Exercise data: Begin

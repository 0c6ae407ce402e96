//! Bootstrap utilities for applications built on the pubsub core.

use tracing_subscriber::{layer::SubscriberExt, util::SubscriberInitExt, EnvFilter};

use crate::config::LOG_ENV_VAR;

fn env_filter() -> EnvFilter {
    EnvFilter::try_from_env(LOG_ENV_VAR).unwrap_or_else(|_| EnvFilter::new("info"))
}

/// Initialize tracing with the PUBSUB_LOG environment variable.
///
/// Defaults to "info" level if PUBSUB_LOG is not set. Panics if a global
/// subscriber is already installed; see [`try_init_tracing`].
pub fn init_tracing() {
    tracing_subscriber::registry()
        .with(env_filter())
        .with(tracing_subscriber::fmt::layer())
        .init();
}

/// Like [`init_tracing`], but returns an error instead of panicking when a
/// global subscriber already exists.
pub fn try_init_tracing() -> Result<(), tracing_subscriber::util::TryInitError> {
    tracing_subscriber::registry()
        .with(env_filter())
        .with(tracing_subscriber::fmt::layer())
        .try_init()
}
//! Subscriber: consumes events from a bound bus channel.
//!
//! A subscriber starts unbound. A successful [`Subscriber::subscribe`] binds
//! it to one channel for the rest of its life; events are then fetched in
//! bounded batches with [`Subscriber::pull`] or as a continuous feed with
//! [`Subscriber::stream`], and acknowledged one by one.

use std::sync::Arc;

use futures::StreamExt;
use tokio_util::sync::CancellationToken;
use tracing::{debug, info};

use crate::bus::{EventBusSubscriber, EventStream};
use crate::config::SubscriberConfig;
use crate::error::{PubSubError, Result};
use crate::messages::Event;

/// Construction parameters for a [`Subscriber`].
#[derive(Clone)]
pub struct SubscriberSettings {
    pub event_bus: Arc<dyn EventBusSubscriber>,
    /// Batch size requested from the bus on every pull.
    pub messages_per_pull: usize,
}

/// Consumes events through an injected bus.
pub struct Subscriber {
    event_bus: Arc<dyn EventBusSubscriber>,
    channel: Option<String>,
    messages_per_pull: usize,
}

impl Subscriber {
    pub fn new(settings: SubscriberSettings) -> Self {
        Self {
            event_bus: settings.event_bus,
            channel: None,
            messages_per_pull: settings.messages_per_pull,
        }
    }

    /// Build a subscriber with the batch size from configuration.
    pub fn from_config(event_bus: Arc<dyn EventBusSubscriber>, config: &SubscriberConfig) -> Self {
        Self::new(SubscriberSettings {
            event_bus,
            messages_per_pull: config.messages_per_pull,
        })
    }

    /// Build a subscriber from configuration and bind it to the configured
    /// channel, if one is set.
    pub async fn connect(
        event_bus: Arc<dyn EventBusSubscriber>,
        config: &SubscriberConfig,
    ) -> Result<Self> {
        let mut subscriber = Self::from_config(event_bus, config);
        if let Some(channel) = &config.channel {
            subscriber.subscribe(channel).await?;
        }
        Ok(subscriber)
    }

    /// Channel this subscriber is bound to, if any.
    pub fn channel(&self) -> Option<&str> {
        self.channel.as_deref()
    }

    pub fn messages_per_pull(&self) -> usize {
        self.messages_per_pull
    }

    /// Bind to a channel.
    ///
    /// An empty name is rejected without contacting the bus. Rebinding an
    /// already bound subscriber is rejected too; build a new subscriber
    /// instead. On bus failure the subscriber stays unbound.
    pub async fn subscribe(&mut self, channel: &str) -> Result<()> {
        if channel.is_empty() {
            return Err(PubSubError::ChannelNameRequired);
        }
        if let Some(bound) = &self.channel {
            return Err(PubSubError::AlreadySubscribed {
                channel: bound.clone(),
            });
        }

        self.event_bus
            .subscribe(channel)
            .await
            .map_err(|source| PubSubError::Subscribe {
                channel: channel.to_string(),
                source,
            })?;

        info!(channel = %channel, "Subscriber bound to channel");
        self.channel = Some(channel.to_string());

        Ok(())
    }

    /// Fetch up to `messages_per_pull` events in a single bus call.
    ///
    /// The batch is returned exactly as the bus produced it; an empty batch
    /// is not an error.
    pub async fn pull(&self) -> Result<Vec<Event>> {
        let events = self
            .event_bus
            .pull(self.messages_per_pull)
            .await
            .map_err(|source| PubSubError::Pull {
                channel: self.channel_name().to_string(),
                source,
            })?;

        debug!(
            channel = %self.channel_name(),
            requested = self.messages_per_pull,
            received = events.len(),
            "Pulled events"
        );
        Ok(events)
    }

    /// Open the bus's delivery stream.
    ///
    /// The stream is handed over untouched: the caller drains it and stops
    /// when it ends. Once ended, call `stream` again to resume.
    pub async fn stream(&self) -> Result<EventStream> {
        self.event_bus
            .stream()
            .await
            .map_err(|source| PubSubError::Stream {
                channel: self.channel_name().to_string(),
                source,
            })
    }

    /// Tell the bus a delivered message was processed.
    pub async fn acknowledge(&self, message_id: &str) -> Result<()> {
        self.event_bus
            .acknowledge(message_id)
            .await
            .map_err(|source| PubSubError::Acknowledge {
                message_id: message_id.to_string(),
                source,
            })
    }

    fn channel_name(&self) -> &str {
        self.channel.as_deref().unwrap_or_default()
    }
}

/// End `stream` as soon as `cancel` fires.
///
/// Events already yielded stay with the caller; the bus side is not closed,
/// only released when the returned stream is dropped.
pub fn until_cancelled(stream: EventStream, cancel: CancellationToken) -> EventStream {
    Box::pin(stream.take_until(cancel.cancelled_owned()))
}
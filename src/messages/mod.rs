//! Event envelope exchanged between producers and consumers.
//!
//! An [`Event`] is a [`Header`] plus an opaque byte payload. The payload
//! encoding belongs to the callers; the JSON helpers here are conveniences
//! and are never used by the publisher or subscriber themselves.

use serde::{de::DeserializeOwned, Deserialize, Serialize};
use tracing::warn;

/// Event metadata.
#[derive(Debug, Clone, Default, PartialEq, Eq, Serialize, Deserialize)]
pub struct Header {
    /// Correlation id, assigned by the producer.
    id: String,
    /// Business domain of the event (e.g. "loans").
    domain: String,
    /// Event kind within the domain.
    event_type: String,
    /// Schema version of the event type.
    version: String,
    /// Name of the producing application.
    application: String,
    /// Bus-assigned id used for acknowledgment. Absent until delivery.
    #[serde(default, skip_serializing_if = "Option::is_none")]
    message_id: Option<String>,
}

impl Header {
    /// Create a producer-side header. `message_id` stays empty.
    pub fn new(
        id: impl Into<String>,
        domain: impl Into<String>,
        event_type: impl Into<String>,
        version: impl Into<String>,
        application: impl Into<String>,
    ) -> Self {
        Self {
            id: id.into(),
            domain: domain.into(),
            event_type: event_type.into(),
            version: version.into(),
            application: application.into(),
            message_id: None,
        }
    }

    pub fn id(&self) -> &str {
        &self.id
    }

    pub fn domain(&self) -> &str {
        &self.domain
    }

    pub fn event_type(&self) -> &str {
        &self.event_type
    }

    pub fn version(&self) -> &str {
        &self.version
    }

    pub fn application(&self) -> &str {
        &self.application
    }

    /// Bus-assigned message id, if the event has been delivered.
    pub fn message_id(&self) -> Option<&str> {
        self.message_id.as_deref()
    }
}

/// An event: header plus opaque payload.
#[derive(Debug, Clone, Default, PartialEq, Eq, Serialize, Deserialize)]
pub struct Event {
    header: Header,
    data: Vec<u8>,
}

impl Event {
    pub fn new(header: Header, data: impl Into<Vec<u8>>) -> Self {
        Self {
            header,
            data: data.into(),
        }
    }

    /// Create an event with a JSON-encoded payload.
    pub fn from_json<T: Serialize>(header: Header, payload: &T) -> serde_json::Result<Self> {
        let data = serde_json::to_vec(payload)?;
        Ok(Self::new(header, data))
    }

    /// Decode the payload as JSON.
    pub fn decode_json<T: DeserializeOwned>(&self) -> serde_json::Result<T> {
        serde_json::from_slice(&self.data)
    }

    pub fn header(&self) -> &Header {
        &self.header
    }

    pub fn data(&self) -> &[u8] {
        &self.data
    }

    /// Payload as a string, if it is valid UTF-8.
    pub fn data_str(&self) -> Option<&str> {
        std::str::from_utf8(&self.data).ok()
    }

    /// Shorthand for `header().message_id()`.
    pub fn message_id(&self) -> Option<&str> {
        self.header.message_id()
    }

    /// Stamp the bus-assigned message id on delivery.
    ///
    /// The message id is write-once: an event that already carries one is
    /// returned unchanged.
    pub fn delivered(mut self, message_id: impl Into<String>) -> Self {
        let message_id = message_id.into();
        match &self.header.message_id {
            Some(existing) => {
                warn!(
                    existing = %existing,
                    ignored = %message_id,
                    "Event already carries a message id"
                );
            }
            None => self.header.message_id = Some(message_id),
        }
        self
    }

    /// Replace any message id with the one the delivering bus assigned.
    pub(crate) fn with_message_id(mut self, message_id: impl Into<String>) -> Self {
        self.header.message_id = Some(message_id.into());
        self
    }
}
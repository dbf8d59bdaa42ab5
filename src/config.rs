//! Configuration loading
//!
//! Settings come from a TOML file (explicit path, else
//! `~/.fool-exchange/config.toml`), falling back to defaults. The rate API key
//! can be supplied through the `FIXER_API_KEY` environment variable, which
//! wins over the file.

use crate::error::{ExchangeError, Result};
use serde::{Deserialize, Serialize};
use std::fs;
use std::path::{Path, PathBuf};

/// Environment variable overriding `rates.api_key`
pub const API_KEY_ENV: &str = "FIXER_API_KEY";

/// Default historical rate endpoint
pub const DEFAULT_RATE_BASE_URL: &str = "http://data.fixer.io/api";

/// Default cache lifetime; the provider refreshes historical data daily
pub const DEFAULT_CACHE_TTL_HOURS: i64 = 24;

/// Longest accepted cache lifetime (ten years)
pub const MAX_CACHE_TTL_HOURS: i64 = 24 * 366 * 10;

/// Where cached rates live
#[derive(Debug, Clone, Copy, PartialEq, Eq, Serialize, Deserialize)]
#[serde(rename_all = "lowercase")]
pub enum CacheBackend {
    Memory,
    Sqlite,
}

/// Top-level configuration
#[derive(Debug, Clone, Serialize, Deserialize)]
pub struct Config {
    #[serde(default = "default_database_path")]
    pub database_path: PathBuf,
    #[serde(default = "default_seed_file")]
    pub seed_file: PathBuf,
    #[serde(default)]
    pub table_prefix: String,
    #[serde(default)]
    pub rates: RatesConfig,
}

/// Historical rate API and cache settings
#[derive(Debug, Clone, Serialize, Deserialize)]
pub struct RatesConfig {
    #[serde(default)]
    pub api_key: String,
    #[serde(default = "default_base_url")]
    pub base_url: String,
    #[serde(default = "default_cache_ttl_hours")]
    pub cache_ttl_hours: i64,
    #[serde(default = "default_cache_backend")]
    pub cache: CacheBackend,
    #[serde(default = "default_cache_path")]
    pub cache_path: PathBuf,
}

fn home_dir() -> PathBuf {
    dirs::home_dir()
        .unwrap_or_else(|| PathBuf::from("."))
        .join(".fool-exchange")
}

fn default_database_path() -> PathBuf {
    home_dir().join("exchange.db")
}

fn default_seed_file() -> PathBuf {
    PathBuf::from("assets").join("initial-data.csv")
}

fn default_base_url() -> String {
    DEFAULT_RATE_BASE_URL.to_string()
}

fn default_cache_ttl_hours() -> i64 {
    DEFAULT_CACHE_TTL_HOURS
}

fn default_cache_backend() -> CacheBackend {
    CacheBackend::Sqlite
}

fn default_cache_path() -> PathBuf {
    home_dir().join("rate-cache.db")
}

impl Default for RatesConfig {
    fn default() -> Self {
        Self {
            api_key: String::new(),
            base_url: default_base_url(),
            cache_ttl_hours: default_cache_ttl_hours(),
            cache: default_cache_backend(),
            cache_path: default_cache_path(),
        }
    }
}

impl Default for Config {
    fn default() -> Self {
        Self {
            database_path: default_database_path(),
            seed_file: default_seed_file(),
            table_prefix: String::new(),
            rates: RatesConfig::default(),
        }
    }
}

impl Config {
    /// Default config file location
    pub fn default_path() -> PathBuf {
        home_dir().join("config.toml")
    }

    /// Parse a TOML document
    pub fn from_toml(contents: &str) -> Result<Self> {
        toml::from_str(contents)
            .map_err(|e| ExchangeError::ConfigError(format!("Failed to parse config: {}", e)))
    }

    /// Load from `path`, or from the default location when `path` is `None`.
    ///
    /// An explicit path that does not exist is an error; a missing default
    /// file just yields defaults. Environment overrides are applied last.
    pub fn load(path: Option<&Path>) -> Result<Self> {
        let mut config = match path {
            Some(config_path) => {
                if !config_path.exists() {
                    return Err(ExchangeError::ConfigError(format!(
                        "Config file not found: {}",
                        config_path.display()
                    )));
                }
                Self::from_toml(&fs::read_to_string(config_path)?)?
            }
            None => {
                let default_config = Self::default_path();
                if default_config.exists() {
                    log::debug!("Loading config from {}", default_config.display());
                    Self::from_toml(&fs::read_to_string(&default_config)?)?
                } else {
                    Self::default()
                }
            }
        };

        config.apply_env();
        config.validate()?;
        Ok(config)
    }

    fn apply_env(&mut self) {
        if let Ok(key) = std::env::var(API_KEY_ENV) {
            if !key.trim().is_empty() {
                self.rates.api_key = key.trim().to_string();
            }
        }
    }

    /// Reject settings that cannot work
    pub fn validate(&self) -> Result<()> {
        if !(0..=MAX_CACHE_TTL_HOURS).contains(&self.rates.cache_ttl_hours) {
            return Err(ExchangeError::ConfigError(format!(
                "rates.cache_ttl_hours must be between 0 and {}, got {}",
                MAX_CACHE_TTL_HOURS, self.rates.cache_ttl_hours
            )));
        }
        if !self
            .table_prefix
            .chars()
            .all(|c| c.is_ascii_alphanumeric() || c == '_')
        {
            return Err(ExchangeError::ConfigError(format!(
                "table_prefix may only contain ASCII letters, digits and '_': {:?}",
                self.table_prefix
            )));
        }
        Ok(())
    }

    /// Cache lifetime as a chrono duration, clamped to the accepted range
    pub fn cache_ttl(&self) -> chrono::Duration {
        chrono::Duration::hours(self.rates.cache_ttl_hours.clamp(0, MAX_CACHE_TTL_HOURS))
    }

    /// Create parent directories for the database and cache files
    pub fn ensure_dirs(&self) -> std::io::Result<()> {
        for path in [&self.database_path, &self.rates.cache_path] {
            if let Some(parent) = path.parent() {
                if !parent.as_os_str().is_empty() {
                    fs::create_dir_all(parent)?;
                }
            }
        }
        Ok(())
    }
}
//! Snapshot query: every stored price plus a rate per date

use crate::error::Result;
use crate::fx::{RateCache, RateSource, RateStore};
use crate::store::Store;
use crate::types::{PricePoint, PriceRow, Snapshot, Ticker};
use std::collections::{BTreeMap, BTreeSet};

/// Every stored ticker in id order
pub fn fetch_tickers(store: &Store) -> Result<Vec<Ticker>> {
    let mut stmt = store.conn().prepare(&format!(
        "SELECT ticker_id, ticker FROM {} ORDER BY ticker_id",
        store.tables().tickers
    ))?;

    let tickers = stmt
        .query_map([], |row| {
            Ok(Ticker {
                id: row.get(0)?,
                symbol: row.get(1)?,
            })
        })?
        .collect::<std::result::Result<Vec<_>, _>>()?;

    Ok(tickers)
}

/// Raw price rows for one ticker, ordered by date then time
pub fn fetch_price_points(store: &Store, ticker_id: i64) -> Result<Vec<PricePoint>> {
    let mut stmt = store.conn().prepare(&format!(
        "SELECT price_id, ticker_id, date, time, price FROM {}
         WHERE ticker_id = ?1
         ORDER BY date, time",
        store.tables().prices
    ))?;

    let points = stmt
        .query_map([ticker_id], |row| {
            Ok(PricePoint {
                id: row.get(0)?,
                ticker_id: row.get(1)?,
                date: row.get(2)?,
                time: row.get(3)?,
                price: row.get(4)?,
            })
        })?
        .collect::<std::result::Result<Vec<_>, _>>()?;

    Ok(points)
}

/// All price rows joined to their symbol, ordered by symbol, date, time.
///
/// Ordering is plain string comparison on the stored values.
pub fn fetch_prices(store: &Store) -> Result<Vec<PriceRow>> {
    let tables = store.tables();
    let mut stmt = store.conn().prepare(&format!(
        "SELECT t.ticker, p.date, p.time, p.price
         FROM {prices} AS p
         JOIN {tickers} AS t ON p.ticker_id = t.ticker_id
         ORDER BY t.ticker, p.date, p.time",
        prices = tables.prices,
        tickers = tables.tickers,
    ))?;

    let rows = stmt
        .query_map([], |row| {
            Ok(PriceRow {
                symbol: row.get(0)?,
                date: row.get(1)?,
                time: row.get(2)?,
                price: row.get(3)?,
            })
        })?
        .collect::<std::result::Result<Vec<_>, _>>()?;

    Ok(rows)
}

/// Distinct dates present in `rows`
pub fn distinct_dates(rows: &[PriceRow]) -> BTreeSet<String> {
    rows.iter().map(|row| row.date.clone()).collect()
}

/// Reads the price table and pairs it with cached rates
#[derive(Debug)]
pub struct ExchangeQueryService<'a, S, C> {
    store: &'a Store,
    rates: &'a RateCache<S, C>,
}

impl<'a, S: RateSource, C: RateStore> ExchangeQueryService<'a, S, C> {
    pub fn new(store: &'a Store, rates: &'a RateCache<S, C>) -> Self {
        Self { store, rates }
    }

    /// Full price list and one rate lookup per distinct date.
    ///
    /// Dates whose rate cannot be fetched map to `None`; only store errors
    /// fail the snapshot.
    pub async fn snapshot(&self) -> Result<Snapshot> {
        let prices = fetch_prices(self.store)?;
        let dates = distinct_dates(&prices);
        log::debug!(
            "Snapshot has {} price(s) across {} date(s)",
            prices.len(),
            dates.len()
        );

        let mut rates = BTreeMap::new();
        for date in dates {
            let rate = self.rates.get_rate(&date).await;
            rates.insert(date, rate);
        }

        Ok(Snapshot { prices, rates })
    }
}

Exercise data: End

Task to complete
Look above for the line with "self.rates.api_key = key.trim().to_string();" and the line with "must be between"; transcribe both and all lines in between, exactly, and nothing else.

Solution for this task
                self.rates.api_key = key.trim().to_string();
            }
        }
    }

    /// Reject settings that cannot work
    pub fn validate(&self) -> Result<()> {
        if !(0..=MAX_CACHE_TTL_HOURS).contains(&self.rates.cache_ttl_hours) {
            return Err(ExchangeError::ConfigError(format!(
                "rates.cache_ttl_hours must be between 0 and {}, got {}",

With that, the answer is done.